A Justiça Eleitoral brasileira, a propósito, já cassou dois governadores (Paraíba e Maranhão). Outros processos (contra outros governadores) estão em andamento no TSE. Isso é o que se pode chamar de “judicialização da vida político-partidária”, visto que a decisão do Judiciário está acima da vontade dos eleitores que, pelos seus votos, elegeram tais governadores e seus vices. Estaria a democracia sendo desrespeitada ou violada?
Pensamos que não, porque tudo que o Judiciário está fazendo está nas leis e na Constituição (que foram aprovadas, antes, pelo Poder Legislativo). De qualquer maneira, é certo que a questão se torna ainda mais angustiante (e preocupante) quando se sabe que, pela jurisprudência firmada, o tribunal destitui os governadores do cargo e passa o governo para as mãos de quem foi derrotado (segundo colocado), ou seja, para quem não foi eleito (democraticamente) pelo povo.
O importante é não confundir “judicialização” com “ativismo judicial”. A diferença é a seguinte: a judicialização constitui decorrência natural do princípio do acesso ao Judiciário. Todo direito quando violado ou ameaçado pode desaguar no Judiciário. Os conflitos estão se judicializando cada vez mais em virtude, precisamente, do mais amplo acesso que a CF possibilitou para todos. O ativismo judicial é outra coisa: ele revela excesso, intromissão indevida, ingerência em temas não autorizados ou decisão de forma não permitida. Em alguns momentos, já se pode notar um certo ativismo judicial na emissão das súmulas vinculantes. Isso está ocorrendo quando o STF vai além do que está nas leis e na CF.
De qualquer modo, na destituição dos governadores eleitos, até agora, o que temos visto é mais judicialização que ativismo judicial. Judicialização essa que decorre de dois fatores: (a) primeiro é a flexibilidade (ou postura nada ortodoxa) dos partidos políticos, que não têm fiscalizado seus candidatos; (b) segundo é a necessidade de moralizar o processo eleitoral brasileiro (recorde-se que os candidatos foram cassados em razão do abuso do poder econômico, compra de votos etc.).

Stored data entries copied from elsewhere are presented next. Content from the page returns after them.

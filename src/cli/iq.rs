//! # iq 子命令 CLI 定义
//!
//! ## 依赖关系
//! - 被 `cli/mod.rs` 使用
//! - 参数传递给 `commands/iq.rs`

use super::model::{ModelArgs, OutputFormat};

use clap::Args;
use std::path::PathBuf;

/// iq 子命令参数
#[derive(Args, Debug)]
pub struct IqArgs {
    #[command(flatten)]
    pub model: ModelArgs,

    /// Output file (format auto-detected from extension if --format is not given)
    #[arg(short, long, default_value = "iq.png")]
    pub output: PathBuf,

    /// Output format
    #[arg(short, long, value_enum)]
    pub format: Option<OutputFormat>,

    /// q range in Å⁻¹ (e.g., "0.001:0.5")
    #[arg(short, long, default_value = "0.001:0.5")]
    pub range: String,

    /// Number of q points
    #[arg(short = 'n', long, default_value_t = 200)]
    pub points: usize,

    /// Use linear instead of logarithmic q spacing
    #[arg(long, default_value_t = false)]
    pub linear: bool,

    /// Take q values from the first column of a data file instead of --range
    #[arg(long)]
    pub q_file: Option<PathBuf>,

    /// Plot with linear axes instead of log-log
    #[arg(long, default_value_t = false)]
    pub linear_axes: bool,

    /// Number of rows to print in the summary table
    #[arg(long, default_value_t = 10)]
    pub show: usize,

    /// Figure width in pixels (for PNG) or points (for SVG)
    #[arg(long, default_value_t = 1200)]
    pub width: u32,

    /// Figure height in pixels (for PNG) or points (for SVG)
    #[arg(long, default_value_t = 800)]
    pub height: u32,

    /// Title for the plot
    #[arg(long)]
    pub title: Option<String>,

    /// Number of parallel threads (0 = auto)
    #[arg(short, long, env = "SANS_JOBS", default_value_t = 0)]
    pub jobs: usize,
}
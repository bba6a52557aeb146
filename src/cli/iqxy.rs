//! # iqxy 子命令 CLI 定义
//!
//! ## 依赖关系
//! - 被 `cli/mod.rs` 使用
//! - 参数传递给 `commands/iqxy.rs`

use super::model::{ModelArgs, OutputFormat};

use clap::Args;
use std::path::PathBuf;

/// iqxy 子命令参数
#[derive(Args, Debug)]
pub struct IqxyArgs {
    #[command(flatten)]
    pub model: ModelArgs,

    /// Output file (format auto-detected from extension if --format is not given)
    #[arg(short, long, default_value = "iqxy.png")]
    pub output: PathBuf,

    /// Output format
    #[arg(short, long, value_enum)]
    pub format: Option<OutputFormat>,

    /// Half-width of the square detector map in Å⁻¹
    #[arg(long, default_value_t = 0.1)]
    pub q_max: f64,

    /// Points per axis (map) or azimuthal points (--polar)
    #[arg(short = 'n', long, default_value_t = 101)]
    pub points: usize,

    /// Sweep the azimuthal angle at this fixed q (Å⁻¹) instead of computing a map
    #[arg(long)]
    pub polar: Option<f64>,

    /// Figure width in pixels (for PNG) or points (for SVG)
    #[arg(long, default_value_t = 1000)]
    pub width: u32,

    /// Figure height in pixels (for PNG) or points (for SVG)
    #[arg(long, default_value_t = 900)]
    pub height: u32,

    /// Title for the plot
    #[arg(long)]
    pub title: Option<String>,

    /// Number of parallel threads (0 = auto)
    #[arg(short, long, env = "SANS_JOBS", default_value_t = 0)]
    pub jobs: usize,
}
//! # 批量处理模块
//!
//! 提供文件收集与并行执行能力。
//!
//! ## 功能
//! - 收集匹配的数据文件列表
//! - 并行处理文件或 q 点
//! - 进度反馈与统计
//!
//! ## 依赖关系
//! - 被 `commands/` 使用
//! - 使用 `rayon` 进行并行处理
//! - 使用 `indicatif` 显示进度

pub mod collector;
pub mod runner;

pub use collector::FileCollector;
pub use runner::{BatchRunner, ProcessResult};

Quem é eleito de forma irregular está não vangloriando, sim, maculando o sistema democrático. Não é digno de subsistir (eleitoralmente) no regime democrático quem dele se serve para galgar cargo público de forma abusiva ou corrupta.
É questionável o critério jurisprudencial que dá posse, no lugar do eleito, a um segundo colocado. Talvez melhor fosse uma nova eleição (limpa e isenta de vícios que corroem o sistema democrático). De qualquer maneira, não menos certo é que para o cargo foi eleito quem não observou as regras básicas do jogo. Pode-se até pensar em melhorias no sistema jurídico, mas parece de todo incontestável o valor didático-pedagógico das decisões do TSE no sentido de que nenhum processo eleitoral pode ser maculado pela corrupção, pelo abuso da máquina pública, pela compra de votos etc.
Desde que a decisão do Judiciário tenha base democrática indireta, ou seja, desde que não ultrapasse os limites do direito vigente (transformando-se assim em detestável ativismo judicial), pouco importam os efeitos colaterais das suas determinações (mudança do quadro eleitoral do país, retorno de oligarquias ao poder etc.). Nada disso pode ser decisivo no momento do julgamento do TSE, que jamais pode se distanciar de critérios objetivos e concretos. Se a prova da corrupção eleitoral é inequívoca, cabe sempre ao Judiciário reafirmar as consequencias jurídicas decorrentes das normas vigentes (doa a quem doer). Isso significa reafirmar o valor da norma, sua cogência, sua importância (para a boa manutenção das regras democráticas do jogo eleitoral).
Claro que processos desse teor deveriam merecer toda prioridade do mundo dentro da Justiça eleitoral, porque são nefastos (para os governos e para os governados) os prejuízos decorrentes da morosidade da Justiça. Esse ajuste deve ser feito prontamente. De qualquer modo, o que não parece razoável é querer que a Justiça siga o mesmo tempo da mídia. Cada instituição tem seu tempo. O Judiciário depende de provas e de sua valoração. Ou seja: precisa de um determinado tempo para distribuir o valor justiça. Mas isso não pode ultrapassar a linha do razoável.
Que todos os esforços sejam voltados para a aceleração dos processos de cassação. É dessa maneira que a Justiça eleitoral será cada vez mais respeitada por todos. As bases éticas dos seus julgados não foram questionadas. A questão é o tempo da decisão. Sendo assim, pode-se ficar perto da perfeição conciliando-se eficácia, celeridade e respeito às garantias fundamentais das pessoas.